In the 1980s, a young freshman named Jeanne Clery was sexually assaulted and murdered by another student at Lehigh University in Pennsylvania.
Jeanne’s parents discovered that their daughter’s attack was only one of nearly 40 incidents at the school in the three years prior. Had they been aware of this statistic, the parents argued, Jeanne would’ve enrolled elsewhere.
Signed in 1990, the Clery Act aims to provide greater transparency around campus crime by legally requiring federally funded schools to track and disclose crime-related statistics.
Case management software helps schools to comply with federal regulations outlined in the Clery Act through effective investigations and reporting. Learn more here.
The most important requirements are to maintain a crime log, publish an Annual Security Report and establish an emergency notification system.
Maintain a Crime Log
Under the Clery Act, schools must maintain a log of reported crimes detailing the nature, date, time and location of the crime. Only certain crimes must be recorded, including:
- Criminal offenses (homicide, sexual assault, aggravated assault, robbery, burglary, etc.)
- Hate crimes (intimidation, larceny theft, simple assault, property damage)

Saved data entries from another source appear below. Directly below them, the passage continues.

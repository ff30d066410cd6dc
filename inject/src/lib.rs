//! # Fibre Inject
//!
//! Field, method and constructor injection on top of a thread-safe, typed
//! binding container.
//!
//! Rust has no runtime reflection, so every injectable type describes its
//! members once through [`Injectable::describe`]. The [`Injector`] scans that
//! description, resolves each injection point against a [`Container`] (or any
//! other [`Bindings`]) and writes the values back.
//!
//! ## Core Concepts
//!
//! - **Container**: the registry of bindings: instances, singletons, providers
//!   and one-argument factories, optionally tagged with a name.
//! - **Injection points**: inject-marked fields, at most one inject-marked
//!   method, and the constructor used by [`Injector::new_instance`].
//! - **Qualifiers**: `Named` picks a tagged binding; custom qualifiers map
//!   their value to a tag through a registered rule.
//! - **Wrappers**: a point can ask for a [`Lazy`] value, a [`Provider`] that
//!   produces a fresh value per call, a [`Factory`] taking one argument, or
//!   a lazy provider or factory.
//! - **Optional**: an optional point whose binding is missing gets `None`
//!   instead of an error.
//!
//! ## Quick Start
//!
//! ```
//! use fibre_inject::{Annotations, ClassDescriptor, Container, Injectable, Injector, Provider};
//! use std::sync::Arc;
//!
//! #[derive(Default)]
//! struct Person {
//!   firstname: Option<Arc<String>>,
//!   lastname: Option<Provider<Option<Arc<String>>>>,
//! }
//!
//! impl Injectable for Person {
//!   fn describe(class: &mut ClassDescriptor<Self>) {
//!     class
//!       .field("firstname", Annotations::inject(), |p: &mut Person, v: Arc<String>| {
//!         p.firstname = Some(v)
//!       })
//!       .field(
//!         "lastname",
//!         Annotations::inject().named("lastname").optional(),
//!         |p: &mut Person, v: Provider<Option<Arc<String>>>| p.lastname = Some(v),
//!       );
//!   }
//! }
//!
//! let container = Container::new();
//! container.add_instance(String::from("Salomon"));
//!
//! let mut person = Person::default();
//! Injector::new().inject(&mut person, &container).unwrap();
//!
//! assert_eq!(person.firstname.as_deref().map(String::as_str), Some("Salomon"));
//! assert!(person.lastname.unwrap().get().is_none());
//! ```

mod annotation;
mod config;
mod container;
mod core;
mod descriptor;
mod error;
mod injector;
mod macros;
mod point;
mod qualifier;
mod resolver;
mod scanner;
mod types;
mod value;
mod wrapper;

pub use annotation::{Annotation, Annotations};
pub use config::{InjectorConfig, QualifierRule};
pub use container::{ArgProducer, Bindings, Container, ErasedProducer, Producer};
pub use descriptor::{Arguments, ClassDescriptor, Injectable, Param};
pub use error::InjectError;
pub use injector::{Injector, InjectorBuilder};
pub use point::{InjectionPoint, MemberRef, PointKind};
pub use qualifier::{extract_tag, QualifierRegistry};
pub use resolver::{lookup, resolve, BindingRequest, Mode};
pub use types::{TypeDescriptor, TypeHead};
pub use value::{Factory, FactoryFn, Injected, Lazy, Leaf, Maker, Provider, ProviderFn, Resolved};
pub use wrapper::{unwrap, Unwrapped, WrapperKind, WrapperSignature};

- Violence Against Women Act offenses (domestic violence, dating violence, stalking)
- Arrests for disciplinary action (weapons law violations, drug or liquor abuse violations)
And only crimes that occur in certain locations, including:
- On campus (including student housing)
- On public property within campus bounds
- On public property immediately adjacent to the campus bounds
- On property off campus but owned by the school and used frequently for educational purposes
The log must contain information for all Clery Act crimes occurring in the last 60 days. Records for crimes older than 60 days can be stored but, if a request to view is made, the log must be retrievable within two business days. Crime records must be kept for seven years.
Case management software is a great tool for logging campus crime data. It lets you track incidents and then break the data down by subject, offense or location for a clearer, more detailed overview of trends.
Annual Security Report
Federally funded universities and colleges must develop an Annual Security Report (ASR). The ASR must be distributed every October 1 to all current and prospective staff and students.
The report should contain:
- Campus crime statistics for the last three calendar years
- A summary of the school’s efforts to improve campus safety
- Policy statements regarding crime reporting
- Information about safety and security measures
- Details about victim rights, resources and reporting tools
- Prevention education and awareness programs
In the ASR, schools are expected to share statistics about campus crime and explain the steps they’re taking to improve the safety of staff and students. Many schools (including Glendale) are choosing to publish their ASR online so it’s accessible anytime.
Using case management software automates part of the report-writing process. The software makes it easy to track offenses and then export the data, charts and figures directly into the Annual Security Report.
Timely Warnings & Emergency Notifications
Colleges and universities are required to have procedures in place for both timely warnings and emergency notifications.
If a Clery Act crime poses a serious or ongoing threat to the campus community, school officials must issue a timely warning about the situation. If the crime causes immediate and significant danger, school officials must issue an emergency notification.
It is the school’s legal duty to have procedures in place for emergency responses, emergency notifications and testing.
Amendments to the Act
The most recent amendment to the Clery Act was the Violence Against Women Reauthorization Act. The purpose of this amendment was to clarify existing requirements, expand the types of crimes needing recording and improve victim support procedures.
Violations and Penalties
A Clery Act complaint outlines the ways that a school has violated the Clery Act. There is no statute of limitations for filing this type of complaint and the complainant can be a student, faculty or non-faculty staff member. The complainant also has the option of staying anonymous.
If a school is found guilty of violating the Clery Act, they can be fined up to $55,907 per violation and may be suspended from receiving any or all federal financial aid from the U.S. Department of Education.
Clery Act violations are taken very seriously. In 2016, one institution was fined $2.4 million. It’s important that schools understand what the law entails and their legal duty to comply.